Your answer should be the lines below from the one holding "without decoding pixels." through the one holding "pub(crate) fn decode_into(jpeg: &[u8], frame: &mut", copied exactly and with nothing else.
─── Material supplied ───
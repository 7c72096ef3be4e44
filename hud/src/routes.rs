use std::sync::Arc;

use axum::extract::State;
use axum::http::StatusCode;
use axum::response::IntoResponse;
use axum::routing::{get, post};
use axum::{Json, Router};
use serde::Serialize;
use threat_hud_capture::{Camera, CaptureAnalysisLoop, HttpClassifier, LoopStats};
use threat_hud_common::state::{HudView, LoopState};
use tower_http::cors::CorsLayer;
use tower_http::trace::TraceLayer;
use tracing::warn;

pub type Hud = CaptureAnalysisLoop<Camera, HttpClassifier>;

// ---------------------------------------------------------------------------
// Types
// ---------------------------------------------------------------------------

#[derive(Debug, Serialize)]
struct StateResponse {
    #[serde(flatten)]
    state: LoopState,
    view: HudView,
    stats: LoopStats,
}

impl StateResponse {
    fn new(hud: &Hud, state: LoopState) -> Self {
        Self {
            view: state.view(),
            state,
            stats: hud.stats(),
        }
    }
}

// ---------------------------------------------------------------------------
// Handlers
// ---------------------------------------------------------------------------

/// GET /state
async fn get_state(State(hud): State<Arc<Hud>>) -> impl IntoResponse {
    let state = hud.state();
    Json(StateResponse::new(&hud, state))
}

/// POST /capture/start
async fn start_capture(State(hud): State<Arc<Hud>>) -> impl IntoResponse {
    let state = hud.start().await;
    Json(StateResponse::new(&hud, state))
}

/// POST /capture/stop
async fn stop_capture(State(hud): State<Arc<Hud>>) -> impl IntoResponse {
    let state = hud.stop().await;
    Json(StateResponse::new(&hud, state))
}

/// GET /backend/health, proxied to the inference backend's health probe.
async fn backend_health(State(hud): State<Arc<Hud>>) -> impl IntoResponse {
    match hud.classifier().health().await {
        Ok(health) => Json(health).into_response(),
        Err(e) => {
            warn!(error = %e, "backend health probe failed");
            (
                StatusCode::BAD_GATEWAY,
                Json(serde_json::json!({ "status": "unreachable", "error": e.to_string() })),
            )
                .into_response()
        }
    }
}

pub fn router(hud: Arc<Hud>) -> Router {
    Router::new()
        .route("/state", get(get_state))
        .route("/capture/start", post(start_capture))
        .route("/capture/stop", post(stop_capture))
        .route("/backend/health", get(backend_health))
        .layer(CorsLayer::permissive())
        .layer(TraceLayer::new_for_http())
        .with_state(hud)
}
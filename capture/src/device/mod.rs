pub mod mjpeg;
pub mod snapshot;

use std::future::Future;
use std::io::Cursor;

use chrono::Utc;
use image::imageops::FilterType;
use image::{ImageFormat, ImageReader};
use threat_hud_common::config::CameraConfig;
use threat_hud_common::frame::Frame;
use threat_hud_common::state::ErrorKind;

pub use mjpeg::{MjpegCamera, MjpegHandle};
pub use snapshot::{SnapshotCamera, SnapshotHandle};

/// Source of video capture handles.
///
/// The capture loop calls [`CaptureDevice::acquire`] once per start and never
/// retries on its own; a failed acquire leaves the HUD offline until the
/// operator asks again.
pub trait CaptureDevice: Send + 'static {
    type Handle: DeviceHandle;

    fn acquire(&mut self) -> impl Future<Output = Result<Self::Handle, DeviceError>> + Send;
}

/// An open capture stream. Owned by exactly one capture session.
pub trait DeviceHandle: Send + 'static {
    /// Current stream dimensions, or `None` if the device has not reported any yet.
    fn dimensions(&self) -> Option<(u32, u32)>;

    /// Whether enough data is buffered to take a frame.
    fn is_ready(&self) -> bool;

    /// Whether the device went away. Checked before readiness, so a stream
    /// that dies before reporting dimensions still ends the session.
    fn is_disconnected(&self) -> bool;

    /// Write the current picture into `frame`, which the caller has already
    /// sized to [`DeviceHandle::dimensions`].
    fn capture_frame(
        &mut self,
        frame: &mut Frame,
    ) -> impl Future<Output = Result<(), DeviceError>> + Send;

    fn release(self) -> impl Future<Output = ()> + Send;
}

#[derive(Debug, thiserror::Error)]
pub enum DeviceError {
    #[error("capture device unavailable: {0}")]
    Unavailable(String),
    #[error("capture device permission denied: {0}")]
    PermissionDenied(String),
    #[error("capture device disconnected")]
    Disconnected,
    #[error("unusable frame: {0}")]
    BadFrame(String),
    #[error("unknown camera mode {0:?}, expected 'mjpeg' or 'snapshot'")]
    UnknownMode(String),
}

impl DeviceError {
    /// Errors that end the capture session. Everything else skips one tick.
    pub fn is_fatal(&self) -> bool {
        !matches!(self, DeviceError::BadFrame(_))
    }

    pub fn kind(&self) -> Option<ErrorKind> {
        self.is_fatal().then_some(ErrorKind::DeviceUnavailable)
    }
}

/// Camera backend selected by `camera.mode`.
pub enum Camera {
    Mjpeg(MjpegCamera),
    Snapshot(SnapshotCamera),
}

pub enum CameraHandle {
    Mjpeg(MjpegHandle),
    Snapshot(SnapshotHandle),
}

impl Camera {
    pub fn from_config(config: &CameraConfig) -> Result<Self, DeviceError> {
        match config.mode.as_str() {
            "mjpeg" => Ok(Camera::Mjpeg(MjpegCamera::new(config)?)),
            "snapshot" => Ok(Camera::Snapshot(SnapshotCamera::new(config)?)),
            other => Err(DeviceError::UnknownMode(other.to_string())),
        }
    }
}

impl CaptureDevice for Camera {
    type Handle = CameraHandle;

    async fn acquire(&mut self) -> Result<CameraHandle, DeviceError> {
        match self {
            Camera::Mjpeg(cam) => cam.acquire().await.map(CameraHandle::Mjpeg),
            Camera::Snapshot(cam) => cam.acquire().await.map(CameraHandle::Snapshot),
        }
    }
}

impl DeviceHandle for CameraHandle {
    fn dimensions(&self) -> Option<(u32, u32)> {
        match self {
            CameraHandle::Mjpeg(h) => h.dimensions(),
            CameraHandle::Snapshot(h) => h.dimensions(),
        }
    }

    fn is_ready(&self) -> bool {
        match self {
            CameraHandle::Mjpeg(h) => h.is_ready(),
            CameraHandle::Snapshot(h) => h.is_ready(),
        }
    }

    fn is_disconnected(&self) -> bool {
        match self {
            CameraHandle::Mjpeg(h) => h.is_disconnected(),
            CameraHandle::Snapshot(h) => h.is_disconnected(),
        }
    }

    async fn capture_frame(&mut self, frame: &mut Frame) -> Result<(), DeviceError> {
        match self {
            CameraHandle::Mjpeg(h) => h.capture_frame(frame).await,
            CameraHandle::Snapshot(h) => h.capture_frame(frame).await,
        }
    }

    async fn release(self) {
        match self {
            CameraHandle::Mjpeg(h) => h.release().await,
            CameraHandle::Snapshot(h) => h.release().await,
        }
    }
}

/// Read width and height from a JPEG header without decoding pixels.
pub(crate) fn jpeg_dimensions(jpeg: &[u8]) -> Option<(u32, u32)> {
    ImageReader::with_format(Cursor::new(jpeg), ImageFormat::Jpeg)
        .into_dimensions()
        .ok()
}

/// Decode `jpeg` into `frame`. A picture whose size differs from the buffer
/// is scaled to fit it.
pub(crate) fn decode_into(jpeg: &[u8], frame: &mut Frame) -> Result<(), DeviceError> {
    let rgb = image::load_from_memory_with_format(jpeg, ImageFormat::Jpeg)
        .map_err(|e| DeviceError::BadFrame(e.to_string()))?
        .to_rgb8();

    let (width, height) = frame.dimensions();
    if rgb.dimensions() == (width, height) {
        frame.pixels_mut().copy_from_slice(rgb.as_raw());
    } else {
        let scaled = image::imageops::resize(&rgb, width, height, FilterType::Triangle);
        frame.pixels_mut().copy_from_slice(scaled.as_raw());
    }
    frame.captured_at_ms = Utc::now().timestamp_millis();
    Ok(())
}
───
Answer to this problem ::
/// Read width and height from a JPEG header without decoding pixels.
pub(crate) fn jpeg_dimensions(jpeg: &[u8]) -> Option<(u32, u32)> {
    ImageReader::with_format(Cursor::new(jpeg), ImageFormat::Jpeg)
        .into_dimensions()
        .ok()
}

/// Decode `jpeg` into `frame`. A picture whose size differs from the buffer
/// is scaled to fit it.
pub(crate) fn decode_into(jpeg: &[u8], frame: &mut Frame) -> Result<(), DeviceError> {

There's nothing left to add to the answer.